Teens bungee jumping from a space elevator, exploring a planet with hostile alien animals, and solving the mystery of how one girl became the sole survivor of an alien attack are all part of Skye Object 3270A.

In a far future world, humans have expanded throughout the galaxy and settled on many worlds. However, starship-destroying weapons left behind by an extinct race (the Chenzeme) have curbed further expansion. Prior to the discovery of Sky Object 3270A (a lifeboat containing a two-year-old girl suspended inside it), no living thing has ever been known to survive an encounter with one of these weapons. All starships carry such lifeboats for emergency use, but never before has one actually escaped destruction.

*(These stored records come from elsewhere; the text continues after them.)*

pub mod crc;
pub mod multipart_sink;
pub mod orchestrator;
pub mod piece_hasher;
pub mod torrent;
pub mod zip_framer;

The girl rescued from the lifeboat is named Skye and grows into a precocious 14-year-old who lives in Silk, a colony attached to a space elevator above the planet Deception Well. In Silk society, people live hundreds of years because of self-repairing nanos. Anyone between 14 and 100 years old is considered an “ado,” short for adolescent.

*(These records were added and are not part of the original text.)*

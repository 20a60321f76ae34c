//! Synthesizes the ZIP structural records this pipeline needs: local file
//! headers, data descriptors, central directory entries, and the
//! end-of-central-directory record.
//!
//! The archive is written with the data-descriptor flag set (general purpose
//! bit 3) so the CRC-32 and sizes can be appended *after* the file body,
//! which is what makes single-pass, non-seekable streaming possible in the
//! first place. No compression is used: every entry is stored verbatim.
//! No ZIP64 support — offsets and sizes are plain 32-bit fields.
//!
//! This is hand-rolled rather than built on a general-purpose ZIP-writing
//! crate because the orchestrator needs the exact archive offset at which
//! each record starts and ends, as those offsets are produced, to drive the
//! central directory and the piece hasher. No off-the-shelf writer exposes
//! that.

use byteorder::{LittleEndian, WriteBytesExt};

const LOCAL_HEADER_SIGNATURE: u32 = 0x0403_4b50;
const CENTRAL_DIR_SIGNATURE: u32 = 0x0201_4b50;
const EOCD_SIGNATURE: u32 = 0x0605_4b50;
const VERSION: u16 = 20;
const GP_FLAG_DATA_DESCRIPTOR: u16 = 0x0008;
const METHOD_STORED: u16 = 0;

/// A finalized entry, ready to be folded into the central directory.
pub struct FileEntry {
    pub name: String,
    pub crc32: u32,
    pub size: u32,
    pub local_header_offset: u32,
}

/// `30 + name.len()` bytes: signature, fixed fields, then the UTF-8 name.
/// CRC and sizes are left zeroed; the trailing data descriptor carries them.
pub fn local_file_header(name: &str) -> Vec<u8> {
    let name_bytes = name.as_bytes();
    let mut out = Vec::with_capacity(30 + name_bytes.len());
    out.write_u32::<LittleEndian>(LOCAL_HEADER_SIGNATURE).unwrap();
    out.write_u16::<LittleEndian>(VERSION).unwrap();
    out.write_u16::<LittleEndian>(GP_FLAG_DATA_DESCRIPTOR).unwrap();
    out.write_u16::<LittleEndian>(METHOD_STORED).unwrap();
    out.write_u16::<LittleEndian>(0).unwrap(); // last mod file time
    out.write_u16::<LittleEndian>(0).unwrap(); // last mod file date
    out.write_u32::<LittleEndian>(0).unwrap(); // crc-32 placeholder
    out.write_u32::<LittleEndian>(0).unwrap(); // compressed size placeholder
    out.write_u32::<LittleEndian>(0).unwrap(); // uncompressed size placeholder
    out.write_u16::<LittleEndian>(name_bytes.len() as u16).unwrap();
    out.write_u16::<LittleEndian>(0).unwrap(); // extra field length
    out.extend_from_slice(name_bytes);
    out
}

/// 12 bytes: CRC-32, compressed size, uncompressed size. No leading
/// signature is written (see SPEC_FULL.md §9 Open Question 2).
pub fn data_descriptor(crc32: u32, size: u32) -> [u8; 12] {
    let mut out = [0u8; 12];
    out[0..4].copy_from_slice(&crc32.to_le_bytes());
    out[4..8].copy_from_slice(&size.to_le_bytes());
    out[8..12].copy_from_slice(&size.to_le_bytes());
    out
}

/// `46 + name.len()` bytes describing one archived file in the central
/// directory.
pub fn central_directory_entry(entry: &FileEntry) -> Vec<u8> {
    let name_bytes = entry.name.as_bytes();
    let mut out = Vec::with_capacity(46 + name_bytes.len());
    out.write_u32::<LittleEndian>(CENTRAL_DIR_SIGNATURE).unwrap();
    out.write_u16::<LittleEndian>(VERSION).unwrap(); // version made by
    out.write_u16::<LittleEndian>(VERSION).unwrap(); // version needed
    out.write_u16::<LittleEndian>(GP_FLAG_DATA_DESCRIPTOR).unwrap();
    out.write_u16::<LittleEndian>(METHOD_STORED).unwrap();
    out.write_u16::<LittleEndian>(0).unwrap(); // last mod time
    out.write_u16::<LittleEndian>(0).unwrap(); // last mod date
    out.write_u32::<LittleEndian>(entry.crc32).unwrap();
    out.write_u32::<LittleEndian>(entry.size).unwrap(); // compressed size
    out.write_u32::<LittleEndian>(entry.size).unwrap(); // uncompressed size
    out.write_u16::<LittleEndian>(name_bytes.len() as u16).unwrap();
    out.write_u16::<LittleEndian>(0).unwrap(); // extra field length
    out.write_u16::<LittleEndian>(0).unwrap(); // file comment length
    out.write_u16::<LittleEndian>(0).unwrap(); // disk number start
    out.write_u16::<LittleEndian>(0).unwrap(); // internal file attributes
    out.write_u32::<LittleEndian>(0).unwrap(); // external file attributes
    out.write_u32::<LittleEndian>(entry.local_header_offset).unwrap();
    out.extend_from_slice(name_bytes);
    out
}

/// `22 + comment.len()` bytes closing out the archive.
pub fn end_of_central_directory(entry_count: u16, cd_size: u32, cd_offset: u32) -> Vec<u8> {
    let mut out = Vec::with_capacity(22);
    out.write_u32::<LittleEndian>(EOCD_SIGNATURE).unwrap();
    out.write_u16::<LittleEndian>(0).unwrap(); // number of this disk
    out.write_u16::<LittleEndian>(0).unwrap(); // disk with start of central dir
    out.write_u16::<LittleEndian>(entry_count).unwrap(); // entries on this disk
    out.write_u16::<LittleEndian>(entry_count).unwrap(); // total entries
    out.write_u32::<LittleEndian>(cd_size).unwrap();
    out.write_u32::<LittleEndian>(cd_offset).unwrap();
    out.write_u16::<LittleEndian>(0).unwrap(); // archive comment length
    out
}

The book opens as Skye becomes an ado, and she and her friend Zia celebrate by performing a record-setting “bungee jump” down a segment of their space elevator. Her shape-changing Dull Intelligence (DI) named Ord, which is anything but dull since it is always connected to the city’s equivalent of a galactic Wikipedia with instantaneous search capabilities, wishes to join her. Ord can’t function in a vacuum, so Skye attempted to leave it behind. However, it stubbornly followed her and was picked up by Buyu, a male friend that Skye finds both annoying and helpful.

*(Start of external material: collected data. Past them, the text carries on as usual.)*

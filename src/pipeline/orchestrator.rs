//! The top-level state machine: walks a repository's file list, drives the
//! CRC engine, ZIP framer, piece hasher and multipart sink in lockstep, and
//! finishes by storing the bencoded torrent next to the archive.
//!
//! Every byte destined for the archive passes through [`tee`], the single
//! fork point that forwards it to both the multipart sink (upload) and the
//! piece hasher (torrent metadata) so the two can never drift out of sync
//! with the archive offset `A`.

use futures::StreamExt;

use crate::common::errors::AppError;
use crate::external::registry::RegistryClient;
use crate::pipeline::crc::Crc32;
use crate::pipeline::multipart_sink::{MultipartSink, ObjectStoreUpload};
use crate::pipeline::piece_hasher::PieceHasher;
use crate::pipeline::torrent::{self, TorrentParams};
use crate::pipeline::zip_framer::{self, FileEntry};

/// Tuning and identity for a single archive request. Owned by the caller
/// (the HTTP handler), built from `Config` plus the parsed `repo`/`rev`.
pub struct ArchiveRequest {
    pub repo: String,
    pub rev: String,
    pub zip_key: String,
    pub torrent_key: String,
    pub piece_length: u64,
    pub multipart_min_part_size: u64,
    pub multipart_max_part_size: u64,
    pub tracker_announce_url: String,
    pub created_by: String,
    pub web_seed_url: String,
}

/// Summary returned on success, used for logging at the call site.
#[derive(Debug)]
pub struct ArchiveOutcome {
    pub files_included: usize,
    pub files_skipped: usize,
    pub archive_length: u64,
    pub piece_count: u64,
}

/// Appends `bytes` to the piece hasher and the sink in the same call so `A`
/// never advances on one side without the other (invariant I1).
async fn tee<B: ObjectStoreUpload>(
    sink: &mut MultipartSink<B>,
    hasher: &mut PieceHasher,
    bytes: &[u8],
) -> anyhow::Result<()> {
    hasher.feed(bytes);
    sink.append(bytes).await
}

/// Final path segment of a registry path, re-encoded as the ZIP entry name.
/// Directory components are flattened away (SPEC_FULL.md §9): a path like
/// `subdir/weights.bin` becomes the entry `weights.bin`.
fn flatten_name(path: &str) -> String {
    path.rsplit('/').next().unwrap_or(path).to_string()
}

fn u32_or_internal(value: u64, what: &str) -> Result<u32, AppError> {
    u32::try_from(value).map_err(|_| AppError::Internal {
        message: format!("{what} ({value}) exceeds the 32-bit field this revision supports (no ZIP64)"),
    })
}

/// Runs the full `LIST -> (HEADER -> BODY -> DESCRIPTOR)* -> TAIL -> TORRENT`
/// state machine against a real registry and a real object-store backend.
/// Aborts the multipart upload before returning any fatal error.
pub async fn run<B: ObjectStoreUpload>(
    registry: &RegistryClient,
    backend: B,
    request: ArchiveRequest,
) -> Result<ArchiveOutcome, AppError> {
    let paths = registry.list(&request.repo, &request.rev).await?;
    if paths.is_empty() {
        return Err(AppError::EmptyRepository {
            repo: request.repo.clone(),
            rev: request.rev.clone(),
        });
    }

    let mut sink = MultipartSink::new(
        backend,
        request.multipart_min_part_size,
        request.multipart_max_part_size,
    );
    sink.create(&request.zip_key, "application/zip")
        .await
        .map_err(|err| AppError::SinkFailure { message: err.to_string() })?;

    match drive(&mut sink, registry, &request, paths).await {
        Ok(outcome) => Ok(outcome),
        Err(err) => {
            sink.abort().await;
            Err(err)
        }
    }
}

/// The part of `run` that can fail mid-archive. Split out so `run` has a
/// single place to invoke `abort()` on any error path.
async fn drive<B: ObjectStoreUpload>(
    sink: &mut MultipartSink<B>,
    registry: &RegistryClient,
    request: &ArchiveRequest,
    paths: Vec<String>,
) -> Result<ArchiveOutcome, AppError> {
    let mut hasher = PieceHasher::new(request.piece_length);
    let mut directory: Vec<FileEntry> = Vec::new();
    let mut skipped = 0usize;

    for path in paths {
        let stream = match registry.open(&request.repo, &request.rev, &path).await {
            Ok(stream) => stream,
            Err(err) => {
                tracing::warn!(repo = %request.repo, rev = %request.rev, path = %path, error = %err, "skipping file, fetch failed");
                skipped += 1;
                continue;
            }
        };

        let name = flatten_name(&path);
        let local_header_offset = sink.archive_offset();
        let header = zip_framer::local_file_header(&name);
        tee(sink, &mut hasher, &header)
            .await
            .map_err(|err| AppError::SinkFailure { message: err.to_string() })?;

        let mut crc = Crc32::new();
        let mut size: u64 = 0;
        let mut body = Box::pin(stream);
        while let Some(chunk) = body.next().await {
            let chunk = chunk.map_err(|err| AppError::Internal {
                message: format!("body stream for {path} failed mid-transfer: {err}"),
            })?;
            crc.update(&chunk);
            size += chunk.len() as u64;
            tee(sink, &mut hasher, &chunk)
                .await
                .map_err(|err| AppError::SinkFailure { message: err.to_string() })?;
        }

        let size_u32 = u32_or_internal(size, "file size")?;
        let descriptor = zip_framer::data_descriptor(crc.finalize(), size_u32);
        tee(sink, &mut hasher, &descriptor)
            .await
            .map_err(|err| AppError::SinkFailure { message: err.to_string() })?;

        directory.push(FileEntry {
            name,
            crc32: u32::from_le_bytes(descriptor[0..4].try_into().unwrap()),
            size: size_u32,
            local_header_offset: u32_or_internal(local_header_offset, "local header offset")?,
        });
    }

    if directory.is_empty() {
        return Err(AppError::AllFetchesFailed {
            repo: request.repo.clone(),
            rev: request.rev.clone(),
            attempted: skipped,
        });
    }

    let cd_offset = sink.archive_offset();
    let mut central_directory = Vec::new();
    for entry in &directory {
        central_directory.extend(zip_framer::central_directory_entry(entry));
    }
    let cd_size = u32_or_internal(central_directory.len() as u64, "central directory size")?;
    let cd_offset_u32 = u32_or_internal(cd_offset, "central directory offset")?;
    let entry_count = u16::try_from(directory.len()).map_err(|_| AppError::Internal {
        message: format!("{} files exceeds the 16-bit entry count this revision supports", directory.len()),
    })?;

    let eocd = zip_framer::end_of_central_directory(entry_count, cd_size, cd_offset_u32);

    let mut tail = central_directory;
    tail.extend_from_slice(&eocd);
    hasher.feed(&tail);
    sink.flush_and_seal(&tail)
        .await
        .map_err(|err| AppError::SinkFailure { message: err.to_string() })?;

    let archive_length = sink.archive_offset();
    let (pieces, piece_count) = hasher.finalize();

    let archive_name = request
        .zip_key
        .rsplit('/')
        .next()
        .unwrap_or(&request.zip_key)
        .to_string();

    let metainfo = torrent::build(TorrentParams {
        announce: request.tracker_announce_url.clone(),
        created_by: request.created_by.clone(),
        creation_date: chrono::Utc::now().timestamp(),
        archive_length,
        archive_name,
        piece_length: request.piece_length,
        pieces,
        piece_count,
        web_seed_url: request.web_seed_url.clone(),
    })
    .map_err(|err| AppError::InvariantViolation { message: err.to_string() })?;

    sink.put_torrent(&request.torrent_key, metainfo)
        .await
        .map_err(|err| AppError::SinkFailure { message: err.to_string() })?;

    Ok(ArchiveOutcome {
        files_included: directory.len(),
        files_skipped: skipped,
        archive_length,
        piece_count,
    })
}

At the end of the jump, the teens witness the elevator defense system zapping a large object that threatens to hit the elevator. This gets Skye to wondering why her lifeboat, a similarly-sized dark object that was invisible until it sprouted a light sail, was the only one ever found. Could there be others out there that just can’t be seen? Her light sail was shredded by some automated gnomes that are all that remains of a defense system against the Chenzeme created by a different set of extinct aliens. The humans on Silk rescued Skye’s lifeboat from those gnomes.

Skye sets up a meeting with an astronomer to discuss ways to look for other lifeboats before they reveal themselves with light sails. The astronomer turns out to be a handsome ado named Devi who is just a few years older than she is. He tells her that because they are ados, it will be very difficult to get the City Council to take her proposal to look for lifeboats seriously. But he agrees to help her regardless. They go to discuss their plan with Zia and are harassed by a drone camera badly controlled by Buyu. Skye gets hit in the face. When her nose doesn’t heal almost instantly via the nanos like everyone expects, Ord uncovers something different about her blood. This difference may explain where she came from and why her lifeboat escaped the Chenzeme. However, this difference will also kill her in a week unless she gets a treatment that the adults are sure not to approve in time to save her.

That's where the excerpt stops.